Gan Jiayue did not dodge the issue at the performance meeting. "In 2026 the group will prioritize all resources for international business." Plans for over 1,300 overseas stores within the year, Galaxy’s top-selling products go global, Lynk & Co leverages Volvo channels in Europe for volume. Exports have consecutively exceeded 60,000 units in the first two months of 2026, up 129% year-on-year.

Geely previously disclosed an overseas target of 640,000 units; Gui Shengyue revealed this year’s internal challenge target of 750,000.

Geely has Proton, a Renault Brazil JV, and Volvo’s European resources. These assets are not held by other independent brands, but so far have not truly translated into export scale. 2026 is the key year to test whether these assets can transform from “strategic layout” to “real sales.”

The annual target of 3.45 million vehicles is only up 14%, capital expenditure budget of 16 billion is less than last year’s actual 17.9 billion. Expansion pace is slowing, efficiency weight rising.

At the end of the performance meeting, Gui Shengyue said: "We have built the most comprehensive science and technology ecosystem among Chinese car companies. From cockpit, autonomous driving, chips, batteries, to future mobility, which company besides Geely has such a well-rounded layout?"

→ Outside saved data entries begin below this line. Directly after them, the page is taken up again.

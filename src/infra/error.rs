use thiserror::Error;

#[derive(Debug, Error)]
pub enum InfraError {
    #[error("telemetry initialization failed: {0}")]
    Telemetry(String),
}

impl InfraError {
    pub fn telemetry(message: impl Into<String>) -> Self {
        Self::Telemetry(message.into())
    }
}
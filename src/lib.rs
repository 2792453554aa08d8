//! bacheca: a terminal client for json-server style post boards.
//!
//! The crate is layered: [`api`] talks to the REST API, [`query`] caches the
//! results behind structural keys, [`views`] renders cache snapshots to text,
//! and [`shell`] drives the interactive loop. [`config`] and [`infra`] carry
//! settings resolution and telemetry bootstrap for the binary.

pub mod api;
pub mod config;
pub mod domain;
pub mod error;
pub mod infra;
pub mod query;
pub mod shell;
pub mod views;
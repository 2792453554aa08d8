use thiserror::Error;

/// Failure taxonomy for API operations.
///
/// Transport failures, non-success statuses, and body decoding are kept
/// distinct so callers can decide what is retryable and what is terminal.
#[derive(Debug, Error)]
pub enum ApiError {
    #[error("network error: {0}")]
    Network(#[from] reqwest::Error),
    #[error("server returned status {status}")]
    Http { status: u16 },
    #[error("post {id} does not exist")]
    NotFound { id: i64 },
    #[error("failed to decode response body: {0}")]
    Decode(#[from] serde_json::Error),
    #[error("invalid API base URL: {0}")]
    InvalidBaseUrl(#[from] url::ParseError),
}

impl ApiError {
    /// Transport-level failures are the only retryable class.
    pub fn is_transport(&self) -> bool {
        matches!(self, Self::Network(_))
    }

    pub fn is_not_found(&self) -> bool {
        matches!(self, Self::NotFound { .. })
    }
}
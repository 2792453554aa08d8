//! Configuration layer: typed settings with layered precedence (file → env → CLI).

use std::{num::NonZeroU32, path::PathBuf, str::FromStr, time::Duration};

use clap::{Args, Parser, Subcommand, builder::BoolishValueParser};
use config::{Config, Environment, File};
use serde::Deserialize;
use thiserror::Error;
use tracing::level_filters::LevelFilter;
use url::Url;

const DEFAULT_CONFIG_BASENAME: &str = "config/default";
const LOCAL_CONFIG_BASENAME: &str = "bacheca";
const DEFAULT_API_BASE_URL: &str = "http://localhost:3000/";
const DEFAULT_API_TIMEOUT_SECS: u64 = 10;
const DEFAULT_API_PAGE_SIZE: u32 = 2;
const DEFAULT_QUERY_KEEP_PREVIOUS_DATA: bool = true;
const DEFAULT_QUERY_ENTRY_SLOTS: u64 = 128;
const DEFAULT_QUERY_RETRY_MAX_ATTEMPTS: u32 = 0;
const DEFAULT_QUERY_RETRY_BASE_DELAY_MS: u64 = 200;

/// Command-line arguments for the bacheca binary.
#[derive(Debug, Parser)]
#[command(name = "bacheca", version, about = "Post board browser")]
pub struct CliArgs {
    /// Optional path to a configuration file.
    #[arg(long = "config-file", env = "BACHECA_CONFIG_FILE", value_name = "PATH")]
    pub config_file: Option<PathBuf>,

    #[command(subcommand)]
    pub command: Option<Command>,
}

#[derive(Debug, Subcommand, Clone)]
pub enum Command {
    /// Browse the board interactively.
    Browse(BrowseArgs),
    /// Print posts and exit.
    List(ListArgs),
    /// Print one post and exit.
    Show(ShowArgs),
    /// Create a post and exit.
    Create(CreateArgs),
}

#[derive(Debug, Args, Default, Clone)]
pub struct BrowseArgs {
    #[command(flatten)]
    pub overrides: ClientOverrides,
}

#[derive(Debug, Args, Clone)]
pub struct ListArgs {
    #[command(flatten)]
    pub overrides: ClientOverrides,

    /// Fetch a single page instead of the whole board.
    #[arg(long, value_name = "PAGE")]
    pub page: Option<u32>,

    /// Print the raw records as JSON.
    #[arg(long, action = clap::ArgAction::SetTrue)]
    pub json: bool,
}

#[derive(Debug, Args, Clone)]
pub struct ShowArgs {
    #[command(flatten)]
    pub overrides: ClientOverrides,

    /// Numeric id of the post to show.
    #[arg(value_name = "ID")]
    pub id: i64,

    /// Print the raw record as JSON.
    #[arg(long, action = clap::ArgAction::SetTrue)]
    pub json: bool,
}

#[derive(Debug, Args, Clone)]
pub struct CreateArgs {
    #[command(flatten)]
    pub overrides: ClientOverrides,

    /// Title of the new post.
    #[arg(value_name = "TITLE")]
    pub title: String,

    /// Body of the new post.
    #[arg(value_name = "BODY", default_value = "")]
    pub body: String,

    /// Print the created record as JSON.
    #[arg(long, action = clap::ArgAction::SetTrue)]
    pub json: bool,
}

#[derive(Debug, Args, Default, Clone)]
pub struct ClientOverrides {
    /// Override the API base URL.
    #[arg(long = "api-base-url", value_name = "URL")]
    pub api_base_url: Option<String>,

    /// Override the page size for paginated requests.
    #[arg(long = "api-page-size", value_name = "COUNT")]
    pub api_page_size: Option<u32>,

    /// Override the request timeout.
    #[arg(long = "api-timeout-seconds", value_name = "SECONDS")]
    pub api_timeout_seconds: Option<u64>,

    /// Override the base log level (trace|debug|info|warn|error).
    #[arg(long = "log-level", value_name = "LEVEL")]
    pub log_level: Option<String>,

    /// Toggle JSON logging.
    #[arg(
        long = "log-json",
        value_name = "BOOL",
        value_parser = BoolishValueParser::new()
    )]
    pub log_json: Option<bool>,

    /// Toggle previous-data retention while a page flip loads.
    #[arg(
        long = "query-keep-previous-data",
        value_name = "BOOL",
        value_parser = BoolishValueParser::new()
    )]
    pub query_keep_previous_data: Option<bool>,
}

/// Fully-resolved settings after precedence resolution and validation.
#[derive(Debug, Clone)]
pub struct Settings {
    pub api: ApiSettings,
    pub query: QuerySettings,
    pub logging: LoggingSettings,
}

#[derive(Debug, Clone)]
pub struct ApiSettings {
    /// Base URL with a trailing slash so endpoint joins keep the path.
    pub base_url: Url,
    pub timeout: Duration,
    pub page_size: NonZeroU32,
}

#[derive(Debug, Clone)]
pub struct QuerySettings {
    pub keep_previous_data: bool,
    pub entry_slots: usize,
    pub retry_max_attempts: u32,
    pub retry_base_delay_ms: u64,
}

#[derive(Debug, Clone)]
pub struct LoggingSettings {
    pub level: LevelFilter,
    pub format: LogFormat,
}

#[derive(Debug, Clone, Copy)]
pub enum LogFormat {
    Json,
    Compact,
}

#[derive(Debug, Error)]
pub enum LoadError {
    #[error("failed to build configuration: {0}")]
    Build(#[from] config::ConfigError),
    #[error("invalid configuration for `{key}`: {reason}")]
    Invalid { key: &'static str, reason: String },
}

impl LoadError {
    fn invalid(key: &'static str, reason: impl Into<String>) -> Self {
        Self::Invalid {
            key,
            reason: reason.into(),
        }
    }
}

/// Load settings using the configured precedence (file → environment → CLI).
pub fn load(cli: &CliArgs) -> Result<Settings, LoadError> {
    let mut builder = Config::builder()
        .add_source(File::with_name(DEFAULT_CONFIG_BASENAME).required(false))
        .add_source(File::with_name(LOCAL_CONFIG_BASENAME).required(false));

    if let Some(path) = cli.config_file.as_ref() {
        builder = builder.add_source(File::from(path.as_path()).required(true));
    }

    builder = builder.add_source(Environment::with_prefix("BACHECA").separator("__"));

    let mut raw: RawSettings = builder.build()?.try_deserialize()?;

    match cli.command.as_ref() {
        Some(Command::Browse(args)) => raw.apply_client_overrides(&args.overrides),
        Some(Command::List(args)) => raw.apply_client_overrides(&args.overrides),
        Some(Command::Show(args)) => raw.apply_client_overrides(&args.overrides),
        Some(Command::Create(args)) => raw.apply_client_overrides(&args.overrides),
        None => raw.apply_client_overrides(&ClientOverrides::default()),
    }

    Settings::from_raw(raw)
}

#[derive(Debug, Clone, Deserialize, Default)]
#[serde(default)]
struct RawSettings {
    api: RawApiSettings,
    query: RawQuerySettings,
    logging: RawLoggingSettings,
}

impl RawSettings {
    fn apply_client_overrides(&mut self, overrides: &ClientOverrides) {
        if let Some(url) = overrides.api_base_url.as_ref() {
            self.api.base_url = Some(url.clone());
        }
        if let Some(size) = overrides.api_page_size {
            self.api.page_size = Some(size);
        }
        if let Some(seconds) = overrides.api_timeout_seconds {
            self.api.timeout_seconds = Some(seconds);
        }
        if let Some(level) = overrides.log_level.as_ref() {
            self.logging.level = Some(level.clone());
        }
        if let Some(json) = overrides.log_json {
            self.logging.json = Some(json);
        }
        if let Some(keep) = overrides.query_keep_previous_data {
            self.query.keep_previous_data = Some(keep);
        }
    }
}

impl Settings {
    fn from_raw(raw: RawSettings) -> Result<Self, LoadError> {
        let RawSettings {
            api,
            query,
            logging,
        } = raw;

        let api = build_api_settings(api)?;
        let query = build_query_settings(query)?;
        let logging = build_logging_settings(logging)?;

        Ok(Self {
            api,
            query,
            logging,
        })
    }
}

fn build_api_settings(api: RawApiSettings) -> Result<ApiSettings, LoadError> {
    let raw_url = api
        .base_url
        .unwrap_or_else(|| DEFAULT_API_BASE_URL.to_string());
    let mut base_url: Url = raw_url
        .trim()
        .parse()
        .map_err(|err| LoadError::invalid("api.base_url", format!("failed to parse: {err}")))?;
    if base_url.cannot_be_a_base() {
        return Err(LoadError::invalid(
            "api.base_url",
            "URL must have a host and path",
        ));
    }
    if !base_url.path().ends_with('/') {
        let path = format!("{}/", base_url.path());
        base_url.set_path(&path);
    }

    let timeout_secs = api.timeout_seconds.unwrap_or(DEFAULT_API_TIMEOUT_SECS);
    if timeout_secs == 0 {
        return Err(LoadError::invalid(
            "api.timeout_seconds",
            "must be greater than zero",
        ));
    }
    let timeout = Duration::from_secs(timeout_secs);

    let page_size_value = api.page_size.unwrap_or(DEFAULT_API_PAGE_SIZE);
    let page_size = non_zero_u32(page_size_value.into(), "api.page_size")?;

    Ok(ApiSettings {
        base_url,
        timeout,
        page_size,
    })
}

fn build_query_settings(query: RawQuerySettings) -> Result<QuerySettings, LoadError> {
    let keep_previous_data = query
        .keep_previous_data
        .unwrap_or(DEFAULT_QUERY_KEEP_PREVIOUS_DATA);

    let entry_slots_value = query.entry_slots.unwrap_or(DEFAULT_QUERY_ENTRY_SLOTS);
    let entry_slots = usize::try_from(entry_slots_value).map_err(|_| {
        LoadError::invalid("query.entry_slots", "value exceeds supported range for usize")
    })?;

    Ok(QuerySettings {
        keep_previous_data,
        entry_slots,
        retry_max_attempts: query
            .retry_max_attempts
            .unwrap_or(DEFAULT_QUERY_RETRY_MAX_ATTEMPTS),
        retry_base_delay_ms: query
            .retry_base_delay_ms
            .unwrap_or(DEFAULT_QUERY_RETRY_BASE_DELAY_MS),
    })
}

fn build_logging_settings(logging: RawLoggingSettings) -> Result<LoggingSettings, LoadError> {
    let level = match logging.level {
        Some(level) => LevelFilter::from_str(level.as_str()).map_err(|err| {
            LoadError::invalid("logging.level", format!("failed to parse: {err}"))
        })?,
        None => LevelFilter::INFO,
    };

    let format = if logging.json.unwrap_or(false) {
        LogFormat::Json
    } else {
        LogFormat::Compact
    };

    Ok(LoggingSettings { level, format })
}

#[derive(Debug, Clone, Deserialize, Default)]
#[serde(default)]
struct RawApiSettings {
    base_url: Option<String>,
    timeout_seconds: Option<u64>,
    page_size: Option<u32>,
}

#[derive(Debug, Clone, Deserialize, Default)]
#[serde(default)]
struct RawQuerySettings {
    keep_previous_data: Option<bool>,
    entry_slots: Option<u64>,
    retry_max_attempts: Option<u32>,
    retry_base_delay_ms: Option<u64>,
}

#[derive(Debug, Clone, Deserialize, Default)]
#[serde(default)]
struct RawLoggingSettings {
    level: Option<String>,
    json: Option<bool>,
}

fn non_zero_u32(value: u64, key: &'static str) -> Result<NonZeroU32, LoadError> {
    if value == 0 {
        return Err(LoadError::invalid(key, "must be greater than zero"));
    }
    let value_u32: u32 = value
        .try_into()
        .map_err(|_| LoadError::invalid(key, "value exceeds supported range for u32"))?;
    NonZeroU32::new(value_u32).ok_or_else(|| LoadError::invalid(key, "must be greater than zero"))
}

/// Resolve configuration using the supplied CLI arguments, returning both for downstream use.
pub fn load_with_cli() -> Result<(CliArgs, Settings), LoadError> {
    let args = CliArgs::parse();
    let settings = load(&args)?;
    Ok((args, settings))
}

#[cfg(test)]
mod tests {
    use super::*;

    #[test]
    fn cli_overrides_take_highest_precedence() {
        let mut raw = RawSettings::default();
        raw.api.page_size = Some(5);
        raw.logging.level = Some("info".to_string());

        let overrides = ClientOverrides {
            api_page_size: Some(7),
            log_level: Some("debug".to_string()),
            ..Default::default()
        };

        raw.apply_client_overrides(&overrides);
        let settings = Settings::from_raw(raw).expect("valid settings");

        assert_eq!(settings.api.page_size.get(), 7);
        assert_eq!(settings.logging.level, LevelFilter::DEBUG);
    }

    #[test]
    fn base_url_gains_a_trailing_slash() {
        let mut raw = RawSettings::default();
        raw.api.base_url = Some("http://localhost:4000/api".to_string());

        let settings = Settings::from_raw(raw).expect("valid settings");
        assert_eq!(settings.api.base_url.as_str(), "http://localhost:4000/api/");
    }

    #[test]
    fn rejects_zero_page_size() {
        let mut raw = RawSettings::default();
        raw.api.page_size = Some(0);

        let error = Settings::from_raw(raw).expect_err("zero page size");
        assert!(matches!(
            error,
            LoadError::Invalid {
                key: "api.page_size",
                ..
            }
        ));
    }

    #[test]
    fn rejects_unparseable_base_url() {
        let mut raw = RawSettings::default();
        raw.api.base_url = Some("not a url".to_string());

        let error = Settings::from_raw(raw).expect_err("bad url");
        assert!(matches!(
            error,
            LoadError::Invalid {
                key: "api.base_url",
                ..
            }
        ));
    }

    #[test]
    fn query_settings_flow_through() {
        let mut raw = RawSettings::default();
        raw.query.entry_slots = Some(9);
        raw.query.retry_max_attempts = Some(3);
        raw.query.keep_previous_data = Some(false);

        let settings = Settings::from_raw(raw).expect("valid settings");
        assert_eq!(settings.query.entry_slots, 9);
        assert_eq!(settings.query.retry_max_attempts, 3);
        assert!(!settings.query.keep_previous_data);
        assert_eq!(
            settings.query.retry_base_delay_ms,
            DEFAULT_QUERY_RETRY_BASE_DELAY_MS
        );
    }

    #[test]
    fn cli_json_logging_enforces_format() {
        let mut raw = RawSettings::default();
        let overrides = ClientOverrides {
            log_json: Some(true),
            ..Default::default()
        };

        raw.apply_client_overrides(&overrides);
        let settings = Settings::from_raw(raw).expect("valid settings");

        assert!(matches!(settings.logging.format, LogFormat::Json));
    }

    #[test]
    fn default_to_browse_command() {
        let args = CliArgs::parse_from(["bacheca"]);
        let command = args
            .command
            .unwrap_or(Command::Browse(BrowseArgs::default()));
        assert!(matches!(command, Command::Browse(_)));
    }

    #[test]
    fn parse_show_arguments() {
        let args = CliArgs::parse_from(["bacheca", "show", "7", "--json"]);

        match args.command.expect("show command") {
            Command::Show(show) => {
                assert_eq!(show.id, 7);
                assert!(show.json);
            }
            _ => panic!("wrong command parsed"),
        }
    }

    #[test]
    fn parse_create_arguments() {
        let args = CliArgs::parse_from([
            "bacheca",
            "create",
            "Hello board",
            "first!",
            "--api-base-url",
            "http://localhost:4000/",
        ]);

        match args.command.expect("create command") {
            Command::Create(create) => {
                assert_eq!(create.title, "Hello board");
                assert_eq!(create.body, "first!");
                assert_eq!(
                    create.overrides.api_base_url.as_deref(),
                    Some("http://localhost:4000/")
                );
            }
            _ => panic!("wrong command parsed"),
        }
    }

    #[test]
    fn parse_list_page_argument() {
        let args = CliArgs::parse_from(["bacheca", "list", "--page", "2"]);

        match args.command.expect("list command") {
            Command::List(list) => {
                assert_eq!(list.page, Some(2));
                assert!(!list.json);
            }
            _ => panic!("wrong command parsed"),
        }
    }
}
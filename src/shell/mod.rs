//! Interactive browsing shell.
//!
//! Owns the screen state machine and one observer per listing surface, and
//! turns parsed commands into rendered frames. Commands that fetch emit up
//! to two frames: a provisional one (loading line, placeholder, or retained
//! previous data) and the settled one.

mod command;

pub use command::{ParseError, ShellCommand, parse_command};

use tokio::io::{AsyncBufReadExt, AsyncWriteExt, BufReader};
use tracing::{debug, info, warn};

use crate::api::{ApiClient, ApiError};
use crate::domain::posts::{DEMO_AUTHOR_ID, NewPost, Post, PostPage};
use crate::error::AppError;
use crate::query::{
    KeyPrefix, Mutation, MutationState, QueryClient, QueryData, QueryKey, QueryObserver,
    QuerySnapshot,
};
use crate::views::{
    ComposeForm, render_cache_overview, render_compose, render_post_detail, render_post_feed,
    render_post_list, render_post_page,
};

/// Which surface the shell is showing.
#[derive(Debug, Clone, Copy, PartialEq, Eq)]
pub enum Screen {
    List,
    Paginated { page: u32 },
    Infinite { loaded: u32 },
    Detail { id: i64 },
    Compose,
}

/// Result of dispatching one command.
#[derive(Debug)]
pub enum Outcome {
    /// Frames to print, in order.
    Frames(Vec<String>),
    Quit,
}

pub struct Shell {
    api: ApiClient,
    queries: QueryClient,
    list: QueryObserver,
    pages: QueryObserver,
    detail: QueryObserver,
    screen: Screen,
    compose: ComposeForm,
}

impl Shell {
    pub fn new(api: ApiClient, queries: QueryClient, keep_previous_data: bool) -> Self {
        let list = QueryObserver::new(queries.clone(), false).with_placeholder(QueryData::Posts(
            vec![Post {
                id: 123,
                title: String::from("Loading real posts"),
                body: String::new(),
                user_id: DEMO_AUTHOR_ID,
            }],
        ));
        let pages = QueryObserver::new(queries.clone(), keep_previous_data);
        let detail = QueryObserver::new(queries.clone(), false);
        Self {
            api,
            queries,
            list,
            pages,
            detail,
            screen: Screen::List,
            compose: ComposeForm::new(),
        }
    }

    /// Read commands from stdin until `quit` or end of input.
    pub async fn run(&mut self) -> Result<(), AppError> {
        let mut lines = BufReader::new(tokio::io::stdin()).lines();
        let mut stdout = tokio::io::stdout();

        loop {
            stdout.write_all(b"> ").await?;
            stdout.flush().await?;
            let Some(line) = lines.next_line().await? else {
                break;
            };
            match parse_command(&line) {
                Ok(command) => match self.dispatch(command).await {
                    Outcome::Quit => break,
                    Outcome::Frames(frames) => {
                        for frame in frames {
                            stdout.write_all(frame.as_bytes()).await?;
                            stdout.write_all(b"\n").await?;
                        }
                    }
                },
                Err(ParseError::Empty) => {}
                Err(error) => {
                    let hint = format!("{error} (type `help` for commands)\n");
                    stdout.write_all(hint.as_bytes()).await?;
                }
            }
        }
        Ok(())
    }

    pub async fn dispatch(&mut self, command: ShellCommand) -> Outcome {
        match command {
            ShellCommand::List => Outcome::Frames(self.show_list().await),
            ShellCommand::Pages => {
                let page = match self.screen {
                    Screen::Paginated { page } => page,
                    _ => 1,
                };
                Outcome::Frames(self.show_page(page).await)
            }
            ShellCommand::Next => self.flip_page(PageFlip::Next).await,
            ShellCommand::Prev => self.flip_page(PageFlip::Prev).await,
            ShellCommand::More => {
                let loaded = match self.screen {
                    Screen::Infinite { loaded } => {
                        let tail = self.queries.snapshot(&QueryKey::PostsPage { page: loaded });
                        let next = tail
                            .data
                            .as_ref()
                            .and_then(QueryData::as_page)
                            .and_then(|page| page.next_page);
                        match next {
                            Some(_) => loaded + 1,
                            None => {
                                return Outcome::Frames(vec![String::from("(no more pages)")]);
                            }
                        }
                    }
                    _ => 1,
                };
                Outcome::Frames(self.show_feed(loaded).await)
            }
            ShellCommand::Open { id } => Outcome::Frames(self.show_detail(id).await),
            ShellCommand::Peek { id } => {
                let key = QueryKey::Post { id };
                let api = &self.api;
                self.queries
                    .prefetch(&key, move || async move {
                        api.get_post(id).await.map(QueryData::Post)
                    })
                    .await;
                let notice = if self.queries.snapshot(&key).data.is_some() {
                    format!("(warmed cache for post {id})")
                } else {
                    format!("(could not warm post {id})")
                };
                Outcome::Frames(vec![notice])
            }
            ShellCommand::Compose => {
                self.screen = Screen::Compose;
                Outcome::Frames(vec![render_compose(&self.compose)])
            }
            ShellCommand::Title { text } => {
                self.screen = Screen::Compose;
                self.compose.title = text;
                self.compose.error = None;
                Outcome::Frames(vec![render_compose(&self.compose)])
            }
            ShellCommand::Body { text } => {
                self.screen = Screen::Compose;
                self.compose.body = text;
                self.compose.error = None;
                Outcome::Frames(vec![render_compose(&self.compose)])
            }
            ShellCommand::Submit => self.submit().await,
            ShellCommand::Cancel => {
                self.compose = ComposeForm::new();
                self.screen = Screen::List;
                Outcome::Frames(vec![String::from("(draft discarded)")])
            }
            ShellCommand::Refresh => self.refresh().await,
            ShellCommand::Cache => {
                Outcome::Frames(vec![render_cache_overview(&self.queries.overview())])
            }
            ShellCommand::Help => Outcome::Frames(vec![usage()]),
            ShellCommand::Quit => Outcome::Quit,
        }
    }

    async fn show_list(&mut self) -> Vec<String> {
        self.screen = Screen::List;
        self.list.set_key(QueryKey::Posts);

        let mut frames = Vec::new();
        let provisional = self.list.snapshot();
        if provisional.is_provisional() {
            frames.push(render_post_list(&provisional));
        }
        let api = &self.api;
        let settled = self
            .list
            .refresh(move || async move { api.list_posts().await.map(QueryData::Posts) })
            .await;
        frames.push(render_post_list(&settled));
        frames
    }

    async fn show_page(&mut self, page: u32) -> Vec<String> {
        self.screen = Screen::Paginated { page };
        self.pages.set_key(QueryKey::PostsPage { page });

        let mut frames = Vec::new();
        let provisional = self.pages.snapshot();
        if provisional.is_provisional() {
            frames.push(render_post_page(&provisional));
        }
        let api = &self.api;
        let settled = self.pages.refresh(move || fetch_page(api, page)).await;
        frames.push(render_post_page(&settled));

        // Warm the next page so the flip lands instantly.
        let next = settled
            .data
            .as_ref()
            .and_then(QueryData::as_page)
            .and_then(|data| data.next_page);
        if let Some(next) = next {
            let key = QueryKey::PostsPage { page: next };
            self.queries
                .prefetch(&key, move || fetch_page(api, next))
                .await;
        }
        frames
    }

    async fn show_feed(&mut self, loaded: u32) -> Vec<String> {
        self.screen = Screen::Infinite { loaded };
        let keys: Vec<QueryKey> = (1..=loaded)
            .map(|page| QueryKey::PostsPage { page })
            .collect();

        let mut frames = Vec::new();
        let provisional: Vec<QuerySnapshot> =
            keys.iter().map(|key| self.queries.snapshot(key)).collect();
        if provisional.iter().any(QuerySnapshot::is_provisional) {
            frames.push(render_post_feed(&provisional));
        }

        let api = &self.api;
        let mut settled = Vec::with_capacity(keys.len());
        for (index, key) in keys.iter().enumerate() {
            let page = index as u32 + 1;
            settled.push(
                self.queries
                    .fetch(key, move || fetch_page(api, page))
                    .await,
            );
        }
        frames.push(render_post_feed(&settled));
        frames
    }

    async fn show_detail(&mut self, id: i64) -> Vec<String> {
        self.screen = Screen::Detail { id };
        self.detail.set_key(QueryKey::Post { id });

        let mut frames = Vec::new();
        let provisional = self.detail.snapshot();
        if provisional.is_provisional() {
            frames.push(render_post_detail(&provisional));
        }
        let api = &self.api;
        let settled = self
            .detail
            .refresh(move || async move { api.get_post(id).await.map(QueryData::Post) })
            .await;
        frames.push(render_post_detail(&settled));
        frames
    }

    async fn flip_page(&mut self, direction: PageFlip) -> Outcome {
        let Screen::Paginated { .. } = self.screen else {
            return Outcome::Frames(vec![String::from(
                "(not on the pages screen; type `pages`)",
            )]);
        };
        let current = self.pages.snapshot();
        let target = current
            .data
            .as_ref()
            .and_then(QueryData::as_page)
            .and_then(|page| match direction {
                PageFlip::Next => page.next_page,
                PageFlip::Prev => page.previous_page,
            });
        match target {
            Some(page) => Outcome::Frames(self.show_page(page).await),
            None => {
                let notice = match direction {
                    PageFlip::Next => "(no next page)",
                    PageFlip::Prev => "(no previous page)",
                };
                Outcome::Frames(vec![String::from(notice)])
            }
        }
    }

    async fn submit(&mut self) -> Outcome {
        if self.compose.submitting {
            return Outcome::Frames(vec![String::from("(a submission is already in flight)")]);
        }
        let draft = match self.compose.draft() {
            Ok(draft) => draft,
            Err(error) => {
                self.compose.error = Some(error.to_string());
                return Outcome::Frames(vec![render_compose(&self.compose)]);
            }
        };

        self.compose.error = None;
        self.compose.submitting = true;
        let mut frames = vec![render_compose(&self.compose)];

        let mut mutation: Mutation<NewPost, Post, ()> = Mutation::new()
            .on_mutate(|vars: &NewPost| {
                debug!(title = %vars.title, "Submitting draft");
            })
            .on_success({
                let queries = self.queries.clone();
                move |post: &Post, _vars: &NewPost, _ctx: &()| {
                    info!(id = post.id, "Post created; invalidating listings");
                    queries.invalidate(&KeyPrefix::Posts);
                }
            })
            .on_error(|error: &ApiError, _vars: &NewPost, _ctx: &()| {
                warn!(error = %error, "Post submission failed");
            })
            .on_settled(|_value, _error, _vars, _ctx| {
                debug!("Submission settled");
            });

        let api = &self.api;
        let outcome = mutation
            .run(draft, move |vars| async move {
                api.create_post(&vars).await
            })
            .await;

        self.compose.submitting = false;
        match outcome.state {
            MutationState::Success(post) => {
                self.compose = ComposeForm::new();
                frames.push(format!("Created post {}", post.id));
                frames.extend(self.show_detail(post.id).await);
            }
            MutationState::Error(error) => {
                self.compose.error = Some(error.to_string());
                frames.push(render_compose(&self.compose));
            }
        }
        Outcome::Frames(frames)
    }

    async fn refresh(&mut self) -> Outcome {
        match self.screen {
            Screen::List => {
                self.queries.invalidate(&KeyPrefix::Posts);
                Outcome::Frames(self.show_list().await)
            }
            Screen::Paginated { page } => {
                self.queries.invalidate(&KeyPrefix::Posts);
                Outcome::Frames(self.show_page(page).await)
            }
            Screen::Infinite { loaded } => {
                self.queries.invalidate(&KeyPrefix::Posts);
                Outcome::Frames(self.show_feed(loaded).await)
            }
            Screen::Detail { id } => {
                self.queries.invalidate(&KeyPrefix::Post(id));
                Outcome::Frames(self.show_detail(id).await)
            }
            Screen::Compose => {
                Outcome::Frames(vec![String::from("(nothing to refresh while composing)")])
            }
        }
    }
}

#[derive(Debug, Clone, Copy)]
enum PageFlip {
    Next,
    Prev,
}

async fn fetch_page(api: &ApiClient, page: u32) -> Result<QueryData, ApiError> {
    let slice = api.list_posts_page(page).await?;
    Ok(QueryData::Page(PostPage::from_slice(
        page,
        api.page_size(),
        slice,
    )))
}

fn usage() -> String {
    [
        "Commands:",
        "  list              show all posts",
        "  pages             paginated browsing (next / prev to flip)",
        "  more              load one more feed page",
        "  open <id>         show one post",
        "  peek <id>         warm the cache for one post",
        "  compose           start a draft (title <text>, body <text>)",
        "  submit / cancel   send or discard the draft",
        "  refresh           invalidate and refetch the current screen",
        "  cache             dump cache entries",
        "  help              this text",
        "  quit              leave",
    ]
    .join("\n")
}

Two and a half years ago he said at a performance meeting: every financial report in the future would be a new sales milestone. In 2025, this was realized.

"In all likelihood, every financial report in the future, core scale net profit will be a new historical high." This is the new promise.

Next up, they must deliver domestic number one. Can integration dividends be released in time, can exports turn from a 14% weakness to a growth engine, and after competition shifts from incremental growth to stock competition, is Geely’s system capability strong enough in China’s car market? The answers will be seen in 2026.